İnsanlık tarihini değiştiren bir kazı ile karşılaştık, Türkiye’de 1995 yılında.
“Göbekli Tepe”, yaklaşık 12 bin yıllık geçmişiyle insanlık tarihini değiştiren, yabancı ve Türk arkeologlar tarafından yapılan bir kazı.
Evet, bu kazı dünya tarihini de değiştirdi. Dünyanın şu ana kadar bilinen en eski, en büyük tapınma merkezi sayılan Göbekli Tepe, dinsel inanışın yerleşik yaşama geçişteki etkisini de kanıtlandı.
İnsanlık tarihinin bilmediğimiz bazı olayları bu kazı ile gün yüzüne çıktı diyebiliriz ama bu gerçekleri bazı bilim adamları mı yoksa devletler mi saklamaya çalışıyor?
Şanlıurfa’da 1995 yılından beri arkeolojik çalışmalar devam ediyor. İnşası Milattan önce 10.000 yılına uzanan Göbekli Tepe insanlık tarihindeki en eski ibadet merkezi olarak biliniyordu.
Mısır piramitleri 7.500 yıl, İngiltere’de bulunan Stonehenge 7.000 yıl, Göbekli Tepe hepsinden daha eski. İnşa edildikten sonra üstleri zaman içinde doğal olaylar nedeniyle üstleri kapanan bu tapınaklar yeniden gün ışığına çıkıyor.
Göbekli Tepe tarihsel açıdan en büyük arkeolojik keşiflerden biri olup Stonehenge ve Mısır piramitlerinden çok daha eski ve 11.000 yıldan fazlasını içeren bir zamana dayanmakta.
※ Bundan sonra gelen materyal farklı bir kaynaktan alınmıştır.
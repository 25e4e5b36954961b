//! # embedomatic-rag
//!
//! The document-to-answer pipeline behind Embed-o-Matic: load a document,
//! split it into overlapping chunks, embed the chunks, store them in a vector
//! database, then answer questions from the nearest chunks with a chat model.
//!
//! ## Overview
//!
//! - [`Environment`] reads API credentials, the connection string and the
//!   collection name at startup.
//! - [`load_document`] extracts text from `.docx`, `.txt` and `.md` files.
//! - [`RecursiveChunker`] splits text on paragraphs, lines, sentences, then words.
//! - [`EmbeddingProvider`] / [`OpenAIEmbeddingProvider`] turn text into vectors.
//! - [`VectorStore`] with [`InMemoryVectorStore`] and, behind the `pgvector`
//!   feature, [`PgVectorStore`](pgvector::PgVectorStore).
//! - [`AnswerSynthesizer`] fills the RAG prompt and calls a [`ChatModel`].
//! - [`RagPipeline`] ties these together; [`RagSession`] holds the active
//!   collection for one user.
//!
//! ## Features
//!
//! | Feature    | Enables                              |
//! |------------|--------------------------------------|
//! | `pgvector` | PostgreSQL + pgvector store via sqlx |
//!
//! ## Quick start
//!
//! ```rust,ignore
//! use std::sync::Arc;
//! use embedomatic_rag::*;
//!
//! let env = Environment::load()?;
//! let api_key = env.require_api_key()?;
//! let pipeline = RagPipeline::builder()
//!     .config(env.rag_config()?)
//!     .embedding_provider(Arc::new(OpenAIEmbeddingProvider::new(api_key)?))
//!     .vector_store(Arc::new(InMemoryVectorStore::new()))
//!     .synthesizer(AnswerSynthesizer::new(Arc::new(OpenAIChatModel::new(api_key)?)))
//!     .build()?;
//!
//! let mut session = RagSession::new(Arc::new(pipeline), env.collection_name.clone());
//! session.ingest_file("report.docx".as_ref()).await?;
//! let outcome = session.ask("What is X?", 2).await?;
//! println!("{}", outcome.answer);
//! ```

pub mod chat;
pub mod chunking;
pub mod config;
pub mod document;
pub mod embedding;
pub mod environment;
pub mod error;
pub mod inmemory;
pub mod loader;
pub mod openai;
pub mod pipeline;
pub mod retry;
pub mod session;
pub mod synthesis;
pub mod vectorstore;

#[cfg(feature = "pgvector")]
pub mod pgvector;

pub use chat::{ChatMessage, ChatModel, ChatRole, OpenAIChatModel};
pub use chunking::{Chunker, RecursiveChunker};
pub use config::{RagConfig, RagConfigBuilder};
pub use document::{Chunk, CollectionHandle, Document, QueryOutcome, SearchResult};
pub use embedding::EmbeddingProvider;
pub use environment::Environment;
pub use error::{ErrorKind, RagError, Result};
pub use inmemory::InMemoryVectorStore;
pub use loader::{DocumentLoader, DocxLoader, TextLoader, load_document};
pub use openai::OpenAIEmbeddingProvider;
pub use pipeline::{RagPipeline, RagPipelineBuilder};
pub use retry::RetryPolicy;
pub use session::RagSession;
pub use synthesis::AnswerSynthesizer;
pub use vectorstore::VectorStore;
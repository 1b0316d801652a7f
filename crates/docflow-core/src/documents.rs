//! # Document Ingestion
//!
//! Applies the backpressure pipeline to a two-stage unit of work per file:
//! load the document (I/O bound), then chunk and optionally embed it (CPU
//! bound, run on the blocking pool). Every path yields exactly one
//! [`ProcessingResult`], whichever stage failed.

use std::collections::HashMap;
use std::convert::Infallible;
use std::path::{Path, PathBuf};
use std::sync::Arc;
use std::time::Instant;

use async_trait::async_trait;
use serde::{Deserialize, Serialize};
use tracing::{debug, warn};

use crate::error::{ConfigError, DocumentError, TaskError};
use crate::pipeline::{BackpressurePipeline, ProgressCallback};
use crate::priority::Priority;

/// A loaded source document
#[derive(Debug, Clone, PartialEq)]
pub struct Document {
    pub id: String,
    pub path: PathBuf,
    pub content: String,
    pub metadata: HashMap<String, String>,
}

/// A slice of a document sized for embedding
#[derive(Debug, Clone, PartialEq, Serialize, Deserialize)]
pub struct Chunk {
    pub text: String,
    pub index: usize,
    pub source: String,
}

pub type Embedding = Vec<f32>;

/// Reads a document from storage
#[async_trait]
pub trait DocumentLoader: Send + Sync {
    async fn load(&self, path: &Path) -> Result<Document, DocumentError>;
}

/// Splits a document into chunks
pub trait Chunker: Send + Sync {
    fn chunk(&self, document: &Document) -> Result<Vec<Chunk>, DocumentError>;
}

/// Turns chunk texts into vectors, one per input text
pub trait Embedder: Send + Sync {
    fn embed(&self, texts: &[String]) -> Result<Vec<Embedding>, DocumentError>;
}

/// Outcome of ingesting a single document
#[derive(Debug, Clone, PartialEq, Serialize, Deserialize)]
pub struct ProcessingResult {
    pub id: String,
    pub success: bool,
    pub duration_secs: f64,
    pub chunks_created: usize,
    pub error: Option<String>,
}

impl ProcessingResult {
    fn succeeded(id: String, started: Instant, chunks_created: usize) -> Self {
        Self {
            id,
            success: true,
            duration_secs: started.elapsed().as_secs_f64(),
            chunks_created,
            error: None,
        }
    }

    fn failed(id: String, started: Instant, error: String) -> Self {
        Self {
            id,
            success: false,
            duration_secs: started.elapsed().as_secs_f64(),
            chunks_created: 0,
            error: Some(error),
        }
    }
}

/// Loads UTF-8 text files
#[derive(Debug, Clone, Copy, Default)]
pub struct TextFileLoader;

#[async_trait]
impl DocumentLoader for TextFileLoader {
    async fn load(&self, path: &Path) -> Result<Document, DocumentError> {
        let content =
            tokio::fs::read_to_string(path)
                .await
                .map_err(|source| DocumentError::Load {
                    path: path.to_path_buf(),
                    source,
                })?;

        let mut metadata = HashMap::new();
        metadata.insert("source".to_string(), path.display().to_string());
        if let Some(ext) = path.extension().and_then(|e| e.to_str()) {
            metadata.insert("extension".to_string(), ext.to_lowercase());
        }

        Ok(Document {
            id: path.display().to_string(),
            path: path.to_path_buf(),
            content,
            metadata,
        })
    }
}

/// Fixed-size character windows with overlap. Whitespace-only windows are skipped.
#[derive(Debug, Clone, Copy)]
pub struct FixedSizeChunker {
    chunk_size: usize,
    overlap: usize,
}

impl FixedSizeChunker {
    pub fn new(chunk_size: usize, overlap: usize) -> Result<Self, ConfigError> {
        if chunk_size == 0 {
            return Err(ConfigError::ValidationError(
                "chunk_size must be greater than 0".to_string(),
            ));
        }
        if overlap >= chunk_size {
            return Err(ConfigError::ValidationError(format!(
                "chunk overlap ({overlap}) must be smaller than chunk_size ({chunk_size})"
            )));
        }
        Ok(Self {
            chunk_size,
            overlap,
        })
    }
}

impl Default for FixedSizeChunker {
    fn default() -> Self {
        Self {
            chunk_size: 1000,
            overlap: 200,
        }
    }
}

impl Chunker for FixedSizeChunker {
    fn chunk(&self, document: &Document) -> Result<Vec<Chunk>, DocumentError> {
        let chars: Vec<char> = document.content.chars().collect();
        let step = self.chunk_size - self.overlap;
        let mut chunks = Vec::new();
        let mut start = 0;

        while start < chars.len() {
            let end = (start + self.chunk_size).min(chars.len());
            let text: String = chars[start..end].iter().collect();
            if !text.trim().is_empty() {
                chunks.push(Chunk {
                    text,
                    index: chunks.len(),
                    source: document.id.clone(),
                });
            }
            if end == chars.len() {
                break;
            }
            start += step;
        }

        Ok(chunks)
    }
}

/// Runs document ingestion through a [`BackpressurePipeline`]
#[derive(Clone)]
pub struct DocumentProcessor {
    pipeline: BackpressurePipeline,
    loader: Arc<dyn DocumentLoader>,
}

impl DocumentProcessor {
    pub fn new(pipeline: BackpressurePipeline, loader: Arc<dyn DocumentLoader>) -> Self {
        Self { pipeline, loader }
    }

    pub fn pipeline(&self) -> &BackpressurePipeline {
        &self.pipeline
    }

    /// Load, chunk and optionally embed every path.
    ///
    /// Returns one result per path, in input order.
    pub async fn process_documents_with_backpressure(
        &self,
        file_paths: Vec<PathBuf>,
        chunker: Arc<dyn Chunker>,
        embedder: Option<Arc<dyn Embedder>>,
        priority: Priority,
        progress: Option<ProgressCallback>,
    ) -> Vec<ProcessingResult> {
        let ids: Vec<String> = file_paths
            .iter()
            .map(|path| path.display().to_string())
            .collect();
        let started = Instant::now();
        let loader = Arc::clone(&self.loader);

        let results = self
            .pipeline
            .process_async_with_backpressure(
                file_paths,
                move |path: PathBuf| {
                    let loader = Arc::clone(&loader);
                    let chunker = Arc::clone(&chunker);
                    let embedder = embedder.clone();
                    async move {
                        Ok::<_, Infallible>(process_document(loader, chunker, embedder, path).await)
                    }
                },
                priority,
                progress,
            )
            .await;

        results
            .into_iter()
            .zip(ids)
            .map(|(result, id)| {
                result.unwrap_or_else(|| {
                    warn!(document = %id, "Document was not processed");
                    ProcessingResult::failed(
                        id,
                        started,
                        "Document not processed: dropped under backpressure or aborted"
                            .to_string(),
                    )
                })
            })
            .collect()
    }
}

impl std::fmt::Debug for DocumentProcessor {
    fn fmt(&self, f: &mut std::fmt::Formatter<'_>) -> std::fmt::Result {
        f.debug_struct("DocumentProcessor")
            .field("pipeline", &self.pipeline)
            .finish_non_exhaustive()
    }
}

async fn process_document(
    loader: Arc<dyn DocumentLoader>,
    chunker: Arc<dyn Chunker>,
    embedder: Option<Arc<dyn Embedder>>,
    path: PathBuf,
) -> ProcessingResult {
    let started = Instant::now();
    let id = path.display().to_string();

    let document = match loader.load(&path).await {
        Ok(document) => document,
        Err(e) => {
            warn!(document = %id, error = %e, "Failed to load document");
            return ProcessingResult::failed(id, started, format!("Failed to load document: {e}"));
        }
    };

    match chunk_and_embed(document, chunker, embedder).await {
        Ok(chunks_created) => {
            debug!(document = %id, chunks_created, "Document processed");
            ProcessingResult::succeeded(id, started, chunks_created)
        }
        Err(message) => {
            warn!(document = %id, error = %message, "Failed to process document");
            ProcessingResult::failed(id, started, message)
        }
    }
}

async fn chunk_and_embed(
    document: Document,
    chunker: Arc<dyn Chunker>,
    embedder: Option<Arc<dyn Embedder>>,
) -> Result<usize, String> {
    let chunks = tokio::task::spawn_blocking(move || chunker.chunk(&document))
        .await
        .map_err(|e| format!("Failed to chunk document: {}", TaskError::from_join(e)))?
        .map_err(|e| format!("Failed to chunk document: {e}"))?;

    let Some(embedder) = embedder else {
        return Ok(chunks.len());
    };

    let texts: Vec<String> = chunks.iter().map(|c| c.text.clone()).collect();
    let expected = texts.len();
    let embeddings = tokio::task::spawn_blocking(move || embedder.embed(&texts))
        .await
        .map_err(|e| format!("Failed to embed chunks: {}", TaskError::from_join(e)))?
        .map_err(|e| format!("Failed to embed chunks: {e}"))?;

    if embeddings.len() != expected {
        return Err(format!(
            "Failed to embed chunks: embedder returned {} vectors for {} chunks",
            embeddings.len(),
            expected
        ));
    }

    Ok(chunks.len())
}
Burada bulunan devasa sütunlar olağanüstü bir mühendislik yeteneğini sergilemekte. Burada şu soru aklınıza gelebilir, bu yapıları inşa edenler ne gibi özelliklere sahipti?
Göbekli Tepe arkeolojik bir alan değil, aynı zamanda eski insanların dehasına açılan bir pencere olarak görülüyor. Ama bu kazılar neden durduruldu?
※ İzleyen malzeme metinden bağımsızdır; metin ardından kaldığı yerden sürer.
//! # Backpressure Pipeline
//!
//! Runs batches of work items through a bounded priority queue, a pool of
//! worker loops and a concurrency limiter, adapting the worker count to CPU
//! load between batches.
//!
//! Each batch:
//! 1. spawns `current_workers` worker loops (fixed for the batch),
//! 2. admits every item into the shared queue, dropping items whose
//!    admission times out,
//! 3. waits until every item is completed, failed or dropped,
//! 4. signals its workers to stop and waits for them to exit.
//!
//! Work functions never abort a batch: errors and panics are logged,
//! counted and surface as `None` in the item's result slot.

use std::fmt::Display;
use std::future::Future;
use std::panic::{AssertUnwindSafe, catch_unwind};
use std::sync::Arc;
use std::sync::atomic::{AtomicBool, AtomicU64, AtomicUsize, Ordering};

use futures::FutureExt;
use futures::future::{BoxFuture, join_all};
use tokio::sync::{oneshot, watch};
use tracing::{Instrument, debug, info, info_span, warn};

use crate::config::BackpressureConfig;
use crate::error::TaskError;
use crate::limiter::ConcurrencyLimiter;
use crate::priority::{Priority, PriorityTask};
use crate::queue::{BoundedPriorityQueue, DEQUEUE_POLL_INTERVAL, TaskQueue};
use crate::sampler::{CpuSampler, SystemCpuSampler};
use crate::scaler::DynamicScaler;
use crate::stats::{PipelineStats, StatsSnapshot};

/// Callback receiving `(processed, total)` after each item finishes executing
pub type ProgressCallback = Arc<dyn Fn(usize, usize) + Send + Sync>;

/// Per-batch bookkeeping shared by the orchestrator and the workers
struct BatchState {
    id: u64,
    total: usize,
    processed: AtomicUsize,
    settled: watch::Sender<usize>,
    progress: Option<ProgressCallback>,
    cancelled: AtomicBool,
}

impl BatchState {
    fn new(id: u64, total: usize, progress: Option<ProgressCallback>) -> Self {
        let (settled, _) = watch::channel(0);
        Self {
            id,
            total,
            processed: AtomicUsize::new(0),
            settled,
            progress,
            cancelled: AtomicBool::new(false),
        }
    }

    /// Mark one item as having reached a terminal state
    fn settle(&self) {
        self.settled.send_modify(|count| *count += 1);
    }

    fn record_processed(&self) {
        let processed = self.processed.fetch_add(1, Ordering::AcqRel) + 1;
        if let Some(progress) = &self.progress
            && catch_unwind(AssertUnwindSafe(|| progress(processed, self.total))).is_err()
        {
            warn!(
                batch_id = self.id,
                processed,
                total = self.total,
                "Progress callback panicked"
            );
        }
    }

    fn is_cancelled(&self) -> bool {
        self.cancelled.load(Ordering::Acquire)
    }
}

/// Settles one item of a batch when dropped, whichever way execution ends
struct SettleOnDrop<'a>(&'a BatchState);

impl Drop for SettleOnDrop<'_> {
    fn drop(&mut self) {
        self.0.settle();
    }
}

/// Marks a batch cancelled if its orchestrator is dropped before the batch drains.
///
/// Jobs of a cancelled batch still in the queue are discarded by whichever
/// worker pops them instead of being executed.
struct CancelOnDrop {
    batch: Arc<BatchState>,
    armed: bool,
}

impl CancelOnDrop {
    fn disarm(mut self) {
        self.armed = false;
    }
}

impl Drop for CancelOnDrop {
    fn drop(&mut self) {
        if self.armed {
            self.batch.cancelled.store(true, Ordering::Release);
            warn!(batch_id = self.batch.id, "Batch abandoned before completion");
        }
    }
}

/// A queued unit of work. Its future delivers the item's value on success.
struct Job {
    index: usize,
    batch: Arc<BatchState>,
    work: BoxFuture<'static, Result<(), TaskError>>,
}

struct PipelineInner {
    config: BackpressureConfig,
    queue: BoundedPriorityQueue<Job>,
    limiter: ConcurrencyLimiter,
    scaler: DynamicScaler,
    stats: Arc<PipelineStats>,
    next_batch_id: AtomicU64,
}

impl PipelineInner {
    /// Scale check, limiter admission, execution and outcome recording
    async fn execute(&self, task: PriorityTask<Job>) {
        let waited = task.waited();
        let priority = task.priority();
        let Job { index, batch, work } = task.into_payload();
        let _settle = SettleOnDrop(&batch);

        if batch.is_cancelled() {
            debug!(batch_id = batch.id, index, "Discarding task of abandoned batch");
            return;
        }

        self.scaler.maybe_scale(self.queue.len());

        let outcome = match self.limiter.acquire().await {
            Ok(_permit) => {
                debug!(
                    batch_id = batch.id,
                    index,
                    %priority,
                    waited_ms = waited.as_millis() as u64,
                    "Executing task"
                );
                work.await
            }
            Err(e) => Err(TaskError::Failed(format!("concurrency limiter closed: {e}"))),
        };

        match outcome {
            Ok(()) => self.stats.record_completed(),
            Err(error) => {
                self.stats.record_failed();
                warn!(
                    batch_id = batch.id,
                    index,
                    error = %error,
                    "Task failed"
                );
            }
        }

        batch.record_processed();
    }

    async fn worker_loop(
        self: Arc<Self>,
        batch: Arc<BatchState>,
        mut shutdown: watch::Receiver<bool>,
    ) {
        let drained = batch.settled.subscribe();
        loop {
            let next = tokio::select! {
                biased;
                _ = shutdown.changed() => break,
                next = self.queue.dequeue(DEQUEUE_POLL_INTERVAL) => next,
            };

            match next {
                Some(task) => self.execute(task).await,
                None => {
                    let batch_drained = *drained.borrow() >= batch.total;
                    if batch_drained {
                        break;
                    }
                }
            }
        }
        debug!("Worker exiting");
    }
}

/// Concurrent task pipeline with priority admission control, bounded-queue
/// backpressure and CPU-aware worker scaling.
///
/// The queue, limiter, scaler and statistics live as long as the pipeline
/// and are shared by every batch run through it.
#[derive(Clone)]
pub struct BackpressurePipeline {
    inner: Arc<PipelineInner>,
}

impl BackpressurePipeline {
    /// Create a pipeline sampling the host CPU
    pub fn new(config: BackpressureConfig) -> Self {
        Self::with_sampler(config, Arc::new(SystemCpuSampler::new()))
    }

    /// Create a pipeline with an injected CPU sampler
    pub fn with_sampler(config: BackpressureConfig, sampler: Arc<dyn CpuSampler>) -> Self {
        let stats = Arc::new(PipelineStats::new());
        let queue = BoundedPriorityQueue::new(config.max_queue_depth(), Arc::clone(&stats));
        let limiter = ConcurrencyLimiter::new(config.max_concurrent_tasks());
        let scaler = DynamicScaler::new(&config, sampler, Arc::clone(&stats));

        info!(
            max_queue_depth = config.max_queue_depth(),
            max_concurrent_tasks = config.max_concurrent_tasks(),
            min_workers = config.min_workers(),
            max_workers = config.max_workers(),
            dynamic_scaling = config.enable_dynamic_scaling(),
            "Backpressure pipeline created"
        );

        Self {
            inner: Arc::new(PipelineInner {
                config,
                queue,
                limiter,
                scaler,
                stats,
                next_batch_id: AtomicU64::new(1),
            }),
        }
    }

    pub fn config(&self) -> &BackpressureConfig {
        &self.inner.config
    }

    /// Worker count the next batch will start with
    pub fn current_workers(&self) -> usize {
        self.inner.scaler.current_workers()
    }

    /// Process `items` with a blocking work function.
    ///
    /// `process_fn` runs on tokio's blocking pool so slow work never stalls
    /// queue polling. The result has one entry per input, in input order:
    /// `Some` for a success, `None` for a failure, panic or backpressure drop.
    pub async fn process_with_backpressure<T, R, E, F>(
        &self,
        items: Vec<T>,
        process_fn: F,
        priority: Priority,
        progress: Option<ProgressCallback>,
    ) -> Vec<Option<R>>
    where
        T: Send + 'static,
        R: Send + 'static,
        E: Display + Send + 'static,
        F: Fn(T) -> Result<R, E> + Send + Sync + 'static,
    {
        let process_fn = Arc::new(process_fn);
        let units = items
            .into_iter()
            .map(|item| {
                let process_fn = Arc::clone(&process_fn);
                async move {
                    tokio::task::spawn_blocking(move || process_fn(item))
                        .await
                        .map_err(TaskError::from_join)?
                        .map_err(|e| TaskError::Failed(e.to_string()))
                }
                .boxed()
            })
            .collect();

        self.run_batch(units, priority, progress).await
    }

    /// Process `items` with an async work function.
    ///
    /// Each invocation runs as its own task, so a panic inside it is reported
    /// as a failure of that item only.
    pub async fn process_async_with_backpressure<T, R, E, F, Fut>(
        &self,
        items: Vec<T>,
        process_fn: F,
        priority: Priority,
        progress: Option<ProgressCallback>,
    ) -> Vec<Option<R>>
    where
        T: Send + 'static,
        R: Send + 'static,
        E: Display + Send + 'static,
        F: Fn(T) -> Fut + Send + Sync + 'static,
        Fut: Future<Output = Result<R, E>> + Send + 'static,
    {
        let process_fn = Arc::new(process_fn);
        let units = items
            .into_iter()
            .map(|item| {
                let process_fn = Arc::clone(&process_fn);
                async move {
                    tokio::spawn(process_fn(item))
                        .await
                        .map_err(TaskError::from_join)?
                        .map_err(|e| TaskError::Failed(e.to_string()))
                }
                .boxed()
            })
            .collect();

        self.run_batch(units, priority, progress).await
    }

    async fn run_batch<R: Send + 'static>(
        &self,
        units: Vec<BoxFuture<'static, Result<R, TaskError>>>,
        priority: Priority,
        progress: Option<ProgressCallback>,
    ) -> Vec<Option<R>> {
        if units.is_empty() {
            return Vec::new();
        }

        let total = units.len();
        let batch_id = self.inner.next_batch_id.fetch_add(1, Ordering::Relaxed);
        let batch = Arc::new(BatchState::new(batch_id, total, progress));
        let mut settled = batch.settled.subscribe();
        let (shutdown_tx, shutdown_rx) = watch::channel(false);
        let cancel_guard = CancelOnDrop {
            batch: Arc::clone(&batch),
            armed: true,
        };

        // Workers start before admission so a batch larger than the queue
        // can drain while later items are still waiting for space.
        let worker_count = self.inner.scaler.current_workers();
        info!(batch_id, items = total, workers = worker_count, %priority, "Starting batch");
        let workers: Vec<_> = (0..worker_count)
            .map(|worker_id| {
                let inner = Arc::clone(&self.inner);
                tokio::spawn(
                    inner
                        .worker_loop(Arc::clone(&batch), shutdown_rx.clone())
                        .instrument(info_span!("worker", batch_id, worker_id)),
                )
            })
            .collect();

        let enqueue_timeout = self.inner.config.enqueue_timeout();
        let mut receivers = Vec::with_capacity(total);
        for (index, unit) in units.into_iter().enumerate() {
            let (tx, rx) = oneshot::channel();
            receivers.push(rx);

            let job = Job {
                index,
                batch: Arc::clone(&batch),
                work: async move {
                    let value = unit.await?;
                    // The receiver is held by the orchestrator until the batch drains.
                    let _ = tx.send(value);
                    Ok(())
                }
                .boxed(),
            };

            let admitted = self
                .inner
                .queue
                .enqueue(PriorityTask::new(job, priority), enqueue_timeout)
                .await;
            if !admitted {
                warn!(batch_id, index, "Queue full, item dropped");
                batch.settle();
            }
        }

        // The sender lives in `batch`, so this only returns once every item settled.
        let _ = settled.wait_for(|count| *count >= total).await;
        cancel_guard.disarm();

        let _ = shutdown_tx.send(true);
        for joined in join_all(workers).await {
            if let Err(e) = joined {
                warn!(batch_id, error = %e, "Worker terminated abnormally");
            }
        }

        let results: Vec<Option<R>> = receivers
            .into_iter()
            .map(|mut rx| rx.try_recv().ok())
            .collect();
        let succeeded = results.iter().filter(|r| r.is_some()).count();
        info!(
            batch_id,
            items = total,
            succeeded,
            unsuccessful = total - succeeded,
            "Batch finished"
        );
        results
    }

    /// Snapshot of counters plus live queue, worker and CPU readings
    pub fn get_stats(&self) -> StatsSnapshot {
        let stats = &self.inner.stats;
        StatsSnapshot {
            tasks_queued: stats.tasks_queued(),
            tasks_completed: stats.tasks_completed(),
            tasks_failed: stats.tasks_failed(),
            queue_full_count: stats.queue_full_count(),
            max_queue_size: stats.max_queue_size(),
            worker_adjustments: stats.worker_adjustments(),
            queue_size: self.inner.queue.len(),
            current_workers: self.inner.scaler.current_workers(),
            max_workers: self.inner.scaler.max_workers(),
            cpu_usage: self.inner.scaler.cpu_usage(),
        }
    }
}

impl std::fmt::Debug for BackpressurePipeline {
    fn fmt(&self, f: &mut std::fmt::Formatter<'_>) -> std::fmt::Result {
        f.debug_struct("BackpressurePipeline")
            .field("config", &self.inner.config)
            .field("queue_size", &self.inner.queue.len())
            .field("concurrency_limit", &self.inner.limiter.limit())
            .field("min_workers", &self.inner.scaler.min_workers())
            .field("current_workers", &self.inner.scaler.current_workers())
            .finish_non_exhaustive()
    }
}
Göbekli Tepe’ye yakın bir keşif daha var; Karahan Tepe, tarih öncesi dünya dışı bir uygarlık, bu da fark edilemeyen bir seviyede.
Arkeologların buldukları iskeletler ve lahitlerin içinde bulunan kafatasları karmaşık, kabartmalar dünya dışı iletişimi ve ileri medeniyetleri göstermekte.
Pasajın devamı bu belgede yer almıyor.